ロシアの最新鋭大陸間弾道ミサイル「トーポリM」発射の瞬間!

 核戦争と第三次世界大戦の可能性をはらんでいた「米ソ冷戦」は1989年12月にソ連共産党書記長のミハイル・ゴルバチョフと、ジョージ・ブッシュ大統領が地中海・マルタ島で会談し終結が宣言された――。この時世界の多くの人々がホッと胸を撫で下ろしたに違いないが、それから26年を経た今日が本当に冷戦時代よりも平和な世の中なのだろうか。冷戦時代の負の産物である大量破壊兵器、大陸間弾道ミサイル(ICBM)の脅威が再び高まっているというのだ。


■大陸間弾道ミサイル「トーポリM」発射の瞬間

 動画暴露サイト「LiveLeak」に先日投稿された動画は、ロシアの大陸間弾道ミサイル・RT-2PM2、通称“トーポリM”がミサイルサイロから発射される様子を鮮明に捉えた映像である。

動画は「YouTube」より

 薄っすらと雪の積もった発射口のハッチがおもむろに開くと、ミサイルの先端が頭をもたげてくる。完全に全身を現す前にロケット燃料に火が入ったのか、爆音と共にあたりを炎に包み急激にスピードを上げて空の彼方へと消え去っていくのだ。発射訓練の際に収録された映像であることは明らかだが、いつどこで発射されたトーポリMであるのかについては一切情報がないようだ。もちろんミサイルサイロの位置は軍事機密であるから、そこまでわかってしまっては逆に問題があるわけだが……。

 同じく「LiveLeak」が昨年1月15日に投稿した動画などによれば、2015年はこのトーポリMの行動が何かと活発であったようだ。トーポリMはサイロから発射される以外にも専用の車両に搭載して移動・発射が可能なのだが、こうした車載型のトーポリMの数は着実に増えており、移動する姿もこれまでに比べて頻繁に目撃されるようになっているという。

 モスクワ北西に位置するトヴェリ州ボロゴフスキーでは、この車載型のトーポリMを運用する戦略ロケット軍の一部隊が、雪積もる森の中へと入り込みすっかり姿をくらましてしまったという。そしていつでも発射できる体勢を維持しつつ1カ月もの間、森の中を移動しながら作戦行動を続けていたというのだ。
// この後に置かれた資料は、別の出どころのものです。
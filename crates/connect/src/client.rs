//! HTTP client for the remote vehicles API.
//!
//! The remote service answers every request with the JSON envelope
//! `{ success, message, data }`. This client maps HTTP status codes and
//! malformed bodies onto the core error kinds so callers can treat the
//! remote service like any other vehicle source.

use async_trait::async_trait;
use log::{debug, info};
use reqwest::StatusCode;
use serde::de::DeserializeOwned;
use std::time::Duration;

use vehiclemanager_core::constants::DEFAULT_REQUEST_TIMEOUT_MS;
use vehiclemanager_core::envelope::ApiResponse;
use vehiclemanager_core::errors::{Error, Result, ValidationError};
use vehiclemanager_core::settings::{SourceKind, SourceSettings};
use vehiclemanager_core::utils::valuation_date_today;
use vehiclemanager_core::vehicles::{Vehicle, VehicleFields, VehicleSourceTrait};

/// Vehicle source that talks to the remote vehicles API.
#[derive(Debug, Clone)]
pub struct RemoteVehicleSource {
    client: reqwest::Client,
    base_url: String,
}

impl RemoteVehicleSource {
    /// Create a new client for the collection at `base_url`.
    ///
    /// No request is made; use [`RemoteVehicleSource::connect`] to verify
    /// the service is reachable.
    pub fn new(base_url: &str, timeout: Option<Duration>) -> Result<Self> {
        let client = reqwest::Client::builder()
            .timeout(timeout.unwrap_or(Duration::from_millis(DEFAULT_REQUEST_TIMEOUT_MS)))
            .build()
            .map_err(|e| Error::Unexpected(format!("Failed to initialize HTTP client: {}", e)))?;

        Ok(Self {
            client,
            base_url: base_url.trim_end_matches('/').to_string(),
        })
    }

    /// Create a client from settings and probe the list endpoint.
    ///
    /// An unreachable service fails here with `Error::Connectivity`.
    pub async fn connect(settings: &SourceSettings) -> Result<Self> {
        let source = Self::new(&settings.api_base_url, Some(settings.request_timeout))?;
        source.probe().await?;
        info!("Connected to vehicles API at {}", source.base_url);
        Ok(source)
    }

    pub fn base_url(&self) -> &str {
        &self.base_url
    }

    async fn probe(&self) -> Result<()> {
        let _: Vec<Vehicle> = self.send(self.client.get(&self.base_url)).await?;
        Ok(())
    }

    fn item_url(&self, vehicle_id: i64) -> String {
        format!("{}/{}", self.base_url, vehicle_id)
    }

    /// Send a request and unwrap the `data` of a successful envelope.
    async fn send<T: DeserializeOwned>(&self, request: reqwest::RequestBuilder) -> Result<T> {
        let envelope = self.send_envelope::<T>(request).await?;
        envelope
            .into_data()
            .ok_or_else(|| Error::Protocol("Response envelope carries no data".to_string()))
    }

    async fn send_envelope<T: DeserializeOwned>(
        &self,
        request: reqwest::RequestBuilder,
    ) -> Result<ApiResponse<T>> {
        let response = request.send().await.map_err(transport_error)?;
        parse_response(response).await
    }
}

fn transport_error(err: reqwest::Error) -> Error {
    if err.is_timeout() {
        Error::Connectivity(format!("Request timed out: {}", err))
    } else {
        Error::Connectivity(format!("Request failed: {}", err))
    }
}

/// Parse an API response, mapping failure statuses onto error kinds.
async fn parse_response<T: DeserializeOwned>(response: reqwest::Response) -> Result<ApiResponse<T>> {
    let status = response.status();
    let url = response.url().to_string();
    let body = response.text().await.map_err(transport_error)?;
    debug!("[VehiclesApi] {} -> {}", url, status);

    if status.is_server_error() {
        return Err(Error::Connectivity(format!(
            "Vehicles API returned {}: {}",
            status,
            error_message(&body)
        )));
    }

    if !status.is_success() {
        let message = error_message(&body);
        return Err(match status {
            StatusCode::NOT_FOUND => Error::NotFound(message),
            StatusCode::BAD_REQUEST => ValidationError::InvalidInput(message).into(),
            _ => Error::Protocol(format!("Unexpected status {}: {}", status, message)),
        });
    }

    let envelope: ApiResponse<T> = serde_json::from_str(&body).map_err(|e| {
        Error::Protocol(format!(
            "Failed to parse response: {} - {}",
            e,
            body.chars().take(200).collect::<String>()
        ))
    })?;

    if !envelope.success {
        return Err(Error::Protocol(format!(
            "Request reported failure with status {}: {}",
            status, envelope.message
        )));
    }
    Ok(envelope)
}

/// Best-effort message from an error body.
fn error_message(body: &str) -> String {
    match serde_json::from_str::<ApiResponse<serde_json::Value>>(body) {
        Ok(err) => match err.details {
            Some(details) if !details.is_empty() => format!("{} ({})", err.message, details),
            _ => err.message,
        },
        Err(_) => body.chars().take(200).collect(),
    }
}

#[async_trait]
impl VehicleSourceTrait for RemoteVehicleSource {
    fn kind(&self) -> SourceKind {
        SourceKind::RemoteService
    }

    async fn list_vehicles(&self) -> Result<Vec<Vehicle>> {
        let vehicles: Vec<Vehicle> = self.send(self.client.get(&self.base_url)).await?;
        Ok(revalue_all(vehicles))
    }

    async fn get_vehicle(&self, vehicle_id: i64) -> Result<Vehicle> {
        let vehicle: Vehicle = self.send(self.client.get(self.item_url(vehicle_id))).await?;
        Ok(vehicle.revalued(valuation_date_today()))
    }

    async fn search_vehicles(&self, text: &str) -> Result<Vec<Vehicle>> {
        if text.is_empty() {
            return self.list_vehicles().await;
        }
        let request = self.client.get(&self.base_url).query(&[("search", text)]);
        let vehicles: Vec<Vehicle> = self.send(request).await?;
        Ok(revalue_all(vehicles))
    }

    async fn create_vehicle(&self, fields: VehicleFields) -> Result<Vehicle> {
        let vehicle: Vehicle = self
            .send(self.client.post(&self.base_url).json(&fields))
            .await?;
        Ok(vehicle.revalued(valuation_date_today()))
    }

    async fn update_vehicle(&self, vehicle_id: i64, fields: VehicleFields) -> Result<Vehicle> {
        let vehicle: Vehicle = self
            .send(self.client.put(self.item_url(vehicle_id)).json(&fields))
            .await?;
        Ok(vehicle.revalued(valuation_date_today()))
    }

    async fn delete_vehicle(&self, vehicle_id: i64) -> Result<()> {
        // A successful delete carries no data.
        self.send_envelope::<serde_json::Value>(self.client.delete(self.item_url(vehicle_id)))
            .await?;
        Ok(())
    }
}

fn revalue_all(vehicles: Vec<Vehicle>) -> Vec<Vehicle> {
    let today = valuation_date_today();
    vehicles.into_iter().map(|v| v.revalued(today)).collect()
}

#[cfg(test)]
mod tests {
    use super::*;
    use vehiclemanager_core::constants::DEFAULT_API_URL;

    #[test]
    fn test_error_message_includes_details() {
        let body = r#"{"success":false,"message":"Missing required field: make","details":"POST body"}"#;
        assert_eq!(
            error_message(body),
            "Missing required field: make (POST body)"
        );
        assert_eq!(error_message("<html>oops</html>"), "<html>oops</html>");
    }

    #[test]
    fn test_base_url_is_normalized() {
        let source = RemoteVehicleSource::new("http://localhost:8001/api/vehicles/", None).unwrap();
        assert_eq!(source.base_url(), "http://localhost:8001/api/vehicles");
        assert_eq!(source.item_url(3), "http://localhost:8001/api/vehicles/3");
    }

    #[test]
    fn test_default_settings_target_default_api_url() {
        let source = RemoteVehicleSource::new(&SourceSettings::default().api_base_url, None).unwrap();
        assert_eq!(source.base_url(), DEFAULT_API_URL);
    }
}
少し考えただけでも、雪が降る森の中という条件下では確かに軍事衛星からのミサイル車両の特定は難しそうである。しかも絶えず動きまわっていることで捕捉はさらに困難になるだろう。

 これに加えて昨年の5月には、トーポリMを搭載した車両が川を越える訓練も行われている。現場で組み立てられるイカダ型の設備に乗り上げた車両が、幅広い河川を渡って対岸へと上陸する様子もまた映像で公開されたのだ。陸上ばかりではない。このトーポリMは潜水艦に搭載して発射することも可能だ。まさに神出鬼没のトーポリMにアメリカをはじめとする国際社会の懸念が増しているのだ。